この転送の仕組みを利用することで、単なるクリック数ではなく、実際の通話の有無やその詳細なデータを取得できます。具体的には、通話の開始時刻や終了時刻、通話時間、発信者の市外局番(プライバシー保護のため完全な電話番号は表示されません)などをGoogle広告の管理画面で確認できます。

特に重要なのが「通話時間」を計測できる点です。例えば、「60秒以上の通話のみをコンバージョンとしてカウントする」といった設定が可能なため、間違い電話や即座に切れてしまった通話を除外し、質の高い問い合わせだけを成果として評価できます。これにより、広告運用の最適化をより高い精度で行えるようになります。

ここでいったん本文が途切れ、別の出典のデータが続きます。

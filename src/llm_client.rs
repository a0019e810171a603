// src/llm_client.rs

use crate::config::{ConfigError, LlmBackend, LlmSection};
use crate::pdf_text::{self, PdfContent};
use crate::prompts::{
    EXTRACT_SETTINGS, GenerationSettings, SYSTEM_INSTRUCTION, TEXT_EXTRACTION_PROMPT,
    TRANSCRIBE_SETTINGS,
};
use async_trait::async_trait;
use base64::{Engine as _, engine::general_purpose};
use reqwest::Client;
use serde::{Deserialize, Serialize};
use std::sync::atomic::{AtomicBool, Ordering};
use std::time::Duration;
use thiserror::Error;
use tracing::{info, warn};

#[derive(Debug, Error)]
pub enum ModelError {
    #[error("request failed: {0}")]
    Http(#[from] reqwest::Error),
    #[error("LLM API error {status}: {body}")]
    Api { status: u16, body: String },
    #[error("empty response from LLM")]
    Empty,
    #[error("PDF has no text layer: {0}")]
    NoText(String),
    #[error("backend not reachable at {0}")]
    Unreachable(String),
}

/// The two calls the intake pipeline makes against a generative model.
#[async_trait]
pub trait InvoiceModel: Send + Sync {
    /// Plain transcription of the PDF's text.
    async fn transcribe(&self, pdf_bytes: &[u8]) -> Result<String, ModelError>;

    /// Reply to the rendered invoice extraction prompt.
    async fn extract(&self, prompt: &str) -> Result<String, ModelError>;

    fn describe(&self) -> String;
}

/// Resolve the configured backend into a concrete client.
pub fn build_model(llm: &LlmSection) -> Result<Box<dyn InvoiceModel>, ConfigError> {
    build_model_with(llm, |key| std::env::var(key).ok())
}

/// As [`build_model`], reading API keys through `lookup`.
fn build_model_with(
    llm: &LlmSection,
    lookup: impl Fn(&str) -> Option<String>,
) -> Result<Box<dyn InvoiceModel>, ConfigError> {
    let endpoint = llm.active();
    match llm.backend {
        LlmBackend::Gemini => {
            let api_key = lookup("GOOGLE_API_KEY")
                .ok_or(ConfigError::MissingKey("GOOGLE_API_KEY", "gemini"))?;
            info!(url = %endpoint.base_url, model = %endpoint.model, "Using Gemini backend");
            Ok(Box::new(GeminiClient::new(
                &endpoint.base_url,
                &endpoint.model,
                api_key,
            )))
        }
        LlmBackend::Ollama => {
            info!(url = %endpoint.base_url, model = %endpoint.model, "Using Ollama (local) backend");
            // required by the API but ignored
            let mut client = ChatClient::new(&endpoint.base_url, &endpoint.model, "ollama");
            client.health_check = true;
            Ok(Box::new(client))
        }
        LlmBackend::Remote => {
            let api_key = lookup("LLM_API_KEY")
                .ok_or(ConfigError::MissingKey("LLM_API_KEY", "remote"))?;
            info!(url = %endpoint.base_url, model = %endpoint.model, "Using remote API backend");
            Ok(Box::new(ChatClient::new(
                &endpoint.base_url,
                &endpoint.model,
                &api_key,
            )))
        }
    }
}

async fn error_for_status(response: reqwest::Response) -> Result<reqwest::Response, ModelError> {
    if response.status().is_success() {
        return Ok(response);
    }
    let status = response.status().as_u16();
    let body = response.text().await.unwrap_or_default();
    Err(ModelError::Api { status, body })
}

// ---------------------------------------------------------------------------
// Gemini generateContent
// ---------------------------------------------------------------------------

#[derive(Debug, Serialize)]
#[serde(rename_all = "camelCase")]
struct GenerateRequest<'a> {
    contents: Vec<Content<'a>>,
    #[serde(skip_serializing_if = "Option::is_none")]
    system_instruction: Option<Content<'a>>,
    generation_config: GenerationConfig,
}

#[derive(Debug, Serialize)]
struct Content<'a> {
    #[serde(skip_serializing_if = "Option::is_none")]
    role: Option<&'static str>,
    parts: Vec<Part<'a>>,
}

#[derive(Debug, Serialize)]
#[serde(rename_all = "camelCase")]
enum Part<'a> {
    Text(&'a str),
    InlineData(InlineData),
}

#[derive(Debug, Serialize)]
#[serde(rename_all = "camelCase")]
struct InlineData {
    mime_type: &'static str,
    data: String,
}

#[derive(Debug, Serialize)]
#[serde(rename_all = "camelCase")]
struct GenerationConfig {
    temperature: f64,
    thinking_config: ThinkingConfig,
}

#[derive(Debug, Serialize)]
#[serde(rename_all = "camelCase")]
struct ThinkingConfig {
    thinking_level: &'static str,
}

impl From<GenerationSettings> for GenerationConfig {
    fn from(s: GenerationSettings) -> Self {
        Self {
            temperature: s.temperature,
            thinking_config: ThinkingConfig {
                thinking_level: s.thinking_level,
            },
        }
    }
}

#[derive(Debug, Deserialize)]
struct GenerateResponse {
    #[serde(default)]
    candidates: Vec<Candidate>,
}

#[derive(Debug, Deserialize)]
struct Candidate {
    content: Option<CandidateContent>,
}

#[derive(Debug, Deserialize)]
struct CandidateContent {
    #[serde(default)]
    parts: Vec<CandidatePart>,
}

#[derive(Debug, Deserialize)]
struct CandidatePart {
    text: Option<String>,
}

impl GenerateResponse {
    /// Concatenated text parts of the first candidate.
    fn text(self) -> Option<String> {
        let content = self.candidates.into_iter().next()?.content?;
        let text: String = content.parts.into_iter().filter_map(|p| p.text).collect();
        (!text.trim().is_empty()).then_some(text)
    }
}

pub struct GeminiClient {
    client: Client,
    base_url: String,
    model: String,
    api_key: String,
}

impl GeminiClient {
    pub fn new(base_url: &str, model: &str, api_key: String) -> Self {
        Self {
            client: Client::new(),
            base_url: base_url.trim_end_matches('/').to_string(),
            model: model.to_string(),
            api_key,
        }
    }

    async fn generate(&self, request: &GenerateRequest<'_>) -> Result<String, ModelError> {
        let url = format!("{}/models/{}:generateContent", self.base_url, self.model);
        let response = self
            .client
            .post(&url)
            .header("x-goog-api-key", &self.api_key)
            .json(request)
            .send()
            .await?;
        let response = error_for_status(response).await?;
        let body: GenerateResponse = response.json().await?;
        body.text().ok_or(ModelError::Empty)
    }
}

#[async_trait]
impl InvoiceModel for GeminiClient {
    async fn transcribe(&self, pdf_bytes: &[u8]) -> Result<String, ModelError> {
        let request = GenerateRequest {
            contents: vec![Content {
                role: Some("user"),
                parts: vec![
                    Part::InlineData(InlineData {
                        mime_type: "application/pdf",
                        data: general_purpose::STANDARD.encode(pdf_bytes),
                    }),
                    Part::Text(TEXT_EXTRACTION_PROMPT),
                ],
            }],
            system_instruction: None,
            generation_config: TRANSCRIBE_SETTINGS.into(),
        };
        self.generate(&request).await
    }

    async fn extract(&self, prompt: &str) -> Result<String, ModelError> {
        let request = GenerateRequest {
            contents: vec![Content {
                role: Some("user"),
                parts: vec![Part::Text(prompt)],
            }],
            system_instruction: Some(Content {
                role: None,
                parts: vec![Part::Text(SYSTEM_INSTRUCTION)],
            }),
            generation_config: EXTRACT_SETTINGS.into(),
        };
        self.generate(&request).await
    }

    fn describe(&self) -> String {
        format!("gemini/{}", self.model)
    }
}

// ---------------------------------------------------------------------------
// OpenAI-compatible chat completions
// ---------------------------------------------------------------------------

#[derive(Debug, Serialize)]
struct ChatRequest {
    model: String,
    messages: Vec<ChatMessage>,
    temperature: f64,
}

#[derive(Debug, Serialize, Deserialize)]
struct ChatMessage {
    role: String,
    content: String,
}

#[derive(Debug, Deserialize)]
struct ChatResponse {
    choices: Vec<ChatChoice>,
}

#[derive(Debug, Deserialize)]
struct ChatChoice {
    message: ChatMessage,
}

/// Text-only backend. Transcription uses the PDF's own text layer.
pub struct ChatClient {
    client: Client,
    base_url: String,
    model: String,
    api_key: String,
    /// Check the server root is up before the first extraction (Ollama).
    pub health_check: bool,
    /// Set once a health check succeeds; a failed check is retried.
    reachable: AtomicBool,
}

impl ChatClient {
    pub fn new(base_url: &str, model: &str, api_key: &str) -> Self {
        Self {
            client: Client::new(),
            base_url: base_url.trim_end_matches('/').to_string(),
            model: model.to_string(),
            api_key: api_key.to_string(),
            health_check: false,
            reachable: AtomicBool::new(false),
        }
    }

    async fn ensure_reachable(&self) -> Result<(), ModelError> {
        if !self.health_check || self.reachable.load(Ordering::Acquire) {
            return Ok(());
        }
        if !self.is_reachable().await {
            return Err(ModelError::Unreachable(self.base_url.clone()));
        }
        info!(url = %self.base_url, "LLM server reachable");
        self.reachable.store(true, Ordering::Release);
        Ok(())
    }

    /// Ollama's health endpoint is at the root, not under /v1.
    async fn is_reachable(&self) -> bool {
        let health_url = self.base_url.trim_end_matches("/v1");
        match self
            .client
            .get(health_url)
            .timeout(Duration::from_secs(3))
            .send()
            .await
        {
            Ok(resp) if resp.status().is_success() => true,
            Ok(resp) => {
                warn!(status = %resp.status(), "LLM server returned non-OK status");
                false
            }
            Err(e) => {
                warn!(error = %e, "LLM server not reachable");
                false
            }
        }
    }
}

#[async_trait]
impl InvoiceModel for ChatClient {
    async fn transcribe(&self, pdf_bytes: &[u8]) -> Result<String, ModelError> {
        match pdf_text::extract_text_from_pdf(pdf_bytes) {
            PdfContent::Text(text) => Ok(text),
            PdfContent::ScannedImage => Err(ModelError::NoText(
                "scanned document needs a document-capable backend (gemini)".to_string(),
            )),
            PdfContent::Error(e) => Err(ModelError::NoText(e)),
        }
    }

    async fn extract(&self, prompt: &str) -> Result<String, ModelError> {
        self.ensure_reachable().await?;

        let request = ChatRequest {
            model: self.model.clone(),
            messages: vec![
                ChatMessage {
                    role: "system".to_string(),
                    content: SYSTEM_INSTRUCTION.to_string(),
                },
                ChatMessage {
                    role: "user".to_string(),
                    content: prompt.to_string(),
                },
            ],
            temperature: EXTRACT_SETTINGS.temperature,
        };

        let response = self
            .client
            .post(format!("{}/chat/completions", self.base_url))
            .header("Authorization", format!("Bearer {}", self.api_key))
            .json(&request)
            .send()
            .await?;
        let response = error_for_status(response).await?;

        let chat: ChatResponse = response.json().await?;
        chat.choices
            .into_iter()
            .next()
            .map(|c| c.message.content)
            .filter(|c| !c.trim().is_empty())
            .ok_or(ModelError::Empty)
    }

    fn describe(&self) -> String {
        format!("chat/{}", self.model)
    }
}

ウェブサイト掲載電話番号への通話計測(ウェブサイト誘導後の通話)

広告をクリックしてランディングページや自社サイトを訪れたユーザーが、サイト上に記載されている電話番号から問い合わせるケースも多くあります。このウェブサイト経由の電話を計測するのがこの方法です。

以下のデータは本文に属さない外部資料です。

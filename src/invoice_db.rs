use crate::invoice::ExtractedInvoice;
use rusqlite::{Connection, OptionalExtension, Result as SqliteResult, Row, params};
use serde::Serialize;
use serde_json::Value;
use sha2::{Digest, Sha256};
use std::path::Path;
use time::OffsetDateTime;
use time::format_description::FormatItem;
use time::macros::format_description;
use tracing::info;
use uuid::Uuid;

pub struct InvoiceStore {
    conn: Connection,
}

#[derive(Debug, Clone, Serialize)]
pub struct UploadedFile {
    pub id: i64,
    pub file_name: String,
    pub file_path: String,
    pub uploaded_at: String,
}

/// A persisted invoice. JSON sections are returned exactly as the model
/// produced them.
#[derive(Debug, Clone, Serialize)]
pub struct StoredInvoice {
    pub invoice_id: String,
    pub source_file_name: Option<String>,
    pub source_file_hash: Option<String>,
    pub raw_text: Option<String>,
    pub raw_extracted_json: Option<Value>,
    pub vendor: Option<Value>,
    pub invoice: Option<Value>,
    pub items: Option<Value>,
    pub amounts: Option<Value>,
    pub classification: Option<Value>,
    pub rule_trace: Option<Value>,
    pub confidence_score: Option<f64>,
    pub doc_score: Option<String>,
    pub created_at: String,
}

/// Everything needed to insert one invoice row.
pub struct NewInvoice<'a> {
    pub source_file_name: &'a str,
    pub source_file_hash: &'a str,
    pub raw_text: &'a str,
    pub extracted: &'a ExtractedInvoice,
}

/// Database totals, reported by `stats` and at startup.
#[derive(Debug, Clone, Copy, PartialEq, Eq, Serialize)]
pub struct StoreCounts {
    pub uploaded_files: usize,
    pub invoices: usize,
    pub duplicate_hashes: usize,
}

const INVOICE_COLUMNS: &str = "invoice_id, source_file_name, source_file_hash, raw_text, \
     raw_extracted_json, vendor, invoice, items, amounts, classification, rule_trace, \
     confidence_score, doc_score, created_at";

/// Fixed-width UTC timestamp so that text ordering is chronological.
const TIMESTAMP_FORMAT: &[FormatItem<'static>] =
    format_description!("[year]-[month]-[day]T[hour]:[minute]:[second].[subsecond digits:6]Z");

fn now_timestamp() -> String {
    OffsetDateTime::now_utc()
        .format(TIMESTAMP_FORMAT)
        .unwrap_or_else(|_| OffsetDateTime::UNIX_EPOCH.to_string())
}

fn json_text(value: &Option<Value>) -> Option<String> {
    value.as_ref().map(Value::to_string)
}

fn json_column(row: &Row<'_>, idx: usize) -> SqliteResult<Option<Value>> {
    let text: Option<String> = row.get(idx)?;
    Ok(text.and_then(|t| serde_json::from_str(&t).ok()))
}

impl InvoiceStore {
    /// Open (or create) the SQLite database and ensure the schema exists.
    pub fn new<P: AsRef<Path>>(db_path: P) -> SqliteResult<Self> {
        let conn = Connection::open(db_path)?;
        Self::init(conn)
    }

    #[cfg(test)]
    pub fn in_memory() -> SqliteResult<Self> {
        Self::init(Connection::open_in_memory()?)
    }

    fn init(conn: Connection) -> SqliteResult<Self> {
        conn.execute_batch(
            "CREATE TABLE IF NOT EXISTS uploaded_files (
                id INTEGER PRIMARY KEY AUTOINCREMENT,
                file_name TEXT NOT NULL,
                file_path TEXT NOT NULL,
                uploaded_at TEXT NOT NULL
            );

            CREATE TABLE IF NOT EXISTS invoices (
                invoice_id TEXT PRIMARY KEY,
                source_file_name TEXT,
                source_file_hash TEXT,
                raw_text TEXT,
                raw_extracted_json TEXT,
                vendor TEXT,
                invoice TEXT,
                items TEXT,
                amounts TEXT,
                classification TEXT,
                rule_trace TEXT,
                confidence_score REAL,
                doc_score TEXT,
                created_at TEXT NOT NULL
            );

            CREATE INDEX IF NOT EXISTS idx_uploaded_files_name ON uploaded_files(file_name);
            CREATE INDEX IF NOT EXISTS idx_uploaded_files_path ON uploaded_files(file_path);
            CREATE INDEX IF NOT EXISTS idx_invoices_hash ON invoices(source_file_hash);
            CREATE INDEX IF NOT EXISTS idx_invoices_created ON invoices(created_at);",
        )?;

        info!("Database initialized successfully");
        Ok(Self { conn })
    }

    /// Hex SHA-256 of a byte buffer.
    pub fn sha256_hex(bytes: &[u8]) -> String {
        format!("{:x}", Sha256::digest(bytes))
    }

    /// Record a saved upload and return it with its assigned id.
    pub fn insert_uploaded_file(&self, file_name: &str, file_path: &str) -> SqliteResult<UploadedFile> {
        let uploaded_at = now_timestamp();
        self.conn.execute(
            "INSERT INTO uploaded_files (file_name, file_path, uploaded_at) VALUES (?1, ?2, ?3)",
            params![file_name, file_path, uploaded_at],
        )?;
        let id = self.conn.last_insert_rowid();
        info!(id, file_name = %file_name, "Upload recorded");
        Ok(UploadedFile {
            id,
            file_name: file_name.to_string(),
            file_path: file_path.to_string(),
            uploaded_at,
        })
    }

    /// Insert an extracted invoice and return the stored row.
    pub fn insert_invoice(&self, new: &NewInvoice<'_>) -> SqliteResult<StoredInvoice> {
        let ex = new.extracted;
        let stored = StoredInvoice {
            invoice_id: Uuid::new_v4().to_string(),
            source_file_name: Some(new.source_file_name.to_string()),
            source_file_hash: Some(new.source_file_hash.to_string()),
            raw_text: Some(new.raw_text.to_string()),
            raw_extracted_json: ex.raw_extracted_json.clone(),
            vendor: ex.vendor.clone(),
            invoice: ex.invoice.clone(),
            items: ex.items.clone(),
            amounts: ex.amounts.clone(),
            classification: ex.classification.clone(),
            rule_trace: ex.rule_trace.clone(),
            confidence_score: ex.confidence_score,
            doc_score: ex.doc_score.clone(),
            created_at: now_timestamp(),
        };

        self.conn.execute(
            &format!(
                "INSERT INTO invoices ({INVOICE_COLUMNS})
                 VALUES (?1, ?2, ?3, ?4, ?5, ?6, ?7, ?8, ?9, ?10, ?11, ?12, ?13, ?14)"
            ),
            params![
                stored.invoice_id,
                stored.source_file_name,
                stored.source_file_hash,
                stored.raw_text,
                json_text(&stored.raw_extracted_json),
                json_text(&stored.vendor),
                json_text(&stored.invoice),
                json_text(&stored.items),
                json_text(&stored.amounts),
                json_text(&stored.classification),
                json_text(&stored.rule_trace),
                stored.confidence_score,
                stored.doc_score,
                stored.created_at,
            ],
        )?;
        info!(
            invoice_id = %stored.invoice_id,
            file = %new.source_file_name,
            doc_score = ?stored.doc_score,
            "Invoice stored"
        );
        Ok(stored)
    }

    fn row_to_invoice(row: &Row<'_>) -> SqliteResult<StoredInvoice> {
        Ok(StoredInvoice {
            invoice_id: row.get(0)?,
            source_file_name: row.get(1)?,
            source_file_hash: row.get(2)?,
            raw_text: row.get(3)?,
            raw_extracted_json: json_column(row, 4)?,
            vendor: json_column(row, 5)?,
            invoice: json_column(row, 6)?,
            items: json_column(row, 7)?,
            amounts: json_column(row, 8)?,
            classification: json_column(row, 9)?,
            rule_trace: json_column(row, 10)?,
            confidence_score: row.get(11)?,
            doc_score: row.get(12)?,
            created_at: row.get(13)?,
        })
    }

    /// All invoices, newest first.
    pub fn list_invoices(&self) -> SqliteResult<Vec<StoredInvoice>> {
        let mut stmt = self.conn.prepare(&format!(
            "SELECT {INVOICE_COLUMNS} FROM invoices ORDER BY created_at DESC, rowid DESC"
        ))?;
        let rows = stmt.query_map([], Self::row_to_invoice)?;
        rows.collect()
    }

    /// Every invoice whose source file hash occurs more than once,
    /// grouped by hash.
    pub fn find_duplicates(&self) -> SqliteResult<Vec<StoredInvoice>> {
        let mut stmt = self.conn.prepare(&format!(
            "SELECT {INVOICE_COLUMNS} FROM invoices
             WHERE source_file_hash IN (
                SELECT source_file_hash FROM invoices
                WHERE source_file_hash IS NOT NULL
                GROUP BY source_file_hash
                HAVING COUNT(*) > 1
             )
             ORDER BY source_file_hash, created_at, rowid"
        ))?;
        let rows = stmt.query_map([], Self::row_to_invoice)?;
        rows.collect()
    }

    pub fn get_invoice(&self, invoice_id: &str) -> SqliteResult<Option<StoredInvoice>> {
        self.conn
            .query_row(
                &format!("SELECT {INVOICE_COLUMNS} FROM invoices WHERE invoice_id = ?1"),
                params![invoice_id],
                Self::row_to_invoice,
            )
            .optional()
    }

    pub fn get_counts(&self) -> SqliteResult<StoreCounts> {
        let uploaded_files: usize =
            self.conn
                .query_row("SELECT COUNT(*) FROM uploaded_files", [], |row| row.get(0))?;
        let invoices: usize = self
            .conn
            .query_row("SELECT COUNT(*) FROM invoices", [], |row| row.get(0))?;
        let duplicate_hashes: usize = self.conn.query_row(
            "SELECT COUNT(*) FROM (
                SELECT source_file_hash FROM invoices
                WHERE source_file_hash IS NOT NULL
                GROUP BY source_file_hash HAVING COUNT(*) > 1
             )",
            [],
            |row| row.get(0),
        )?;
        Ok(StoreCounts {
            uploaded_files,
            invoices,
            duplicate_hashes,
        })
    }
}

この計測を実現するためには、ウェブサイトのHTMLコードに専用のコンバージョンタグを設置する必要があります。タグを設置すると、Google広告経由でサイトにアクセスしたユーザーに対してのみ、サイト上の電話番号が自動的にGoogle転送電話番号(GFN)に置き換えられて表示されます。ユーザーがその番号に電話をかけることで、広告経由の通話として正確にトラッキングできるのです。

この方法の大きなメリットは、広告からウェブサイトへの誘導、そして電話での問い合わせまで、一連のユーザー行動を追跡できる点にあります。どの広告キャンペーンやキーワードが、最終的にウェブサイト経由での電話コンバージョンにつながったのかを明確に把握できるため、詳細な効果測定と改善アクションにつなげることが可能です。ただし、タグの設置にはHTMLやGoogleタグマネージャー(GTM)に関する知識が求められます。

通話クリック数ベースの計測(広告アセットからのクリック)

この方法は、前述の「広告経由の通話数計測」とは異なり、実際の通話ではなく、広告アセット(電話番号)が「クリック」または「タップ」された回数をコンバージョンとして計測するシンプルな手法です。特にモバイル端末で広告が表示された際に、電話番号部分がタップされた時点で1件のコンバージョンとしてカウントされます。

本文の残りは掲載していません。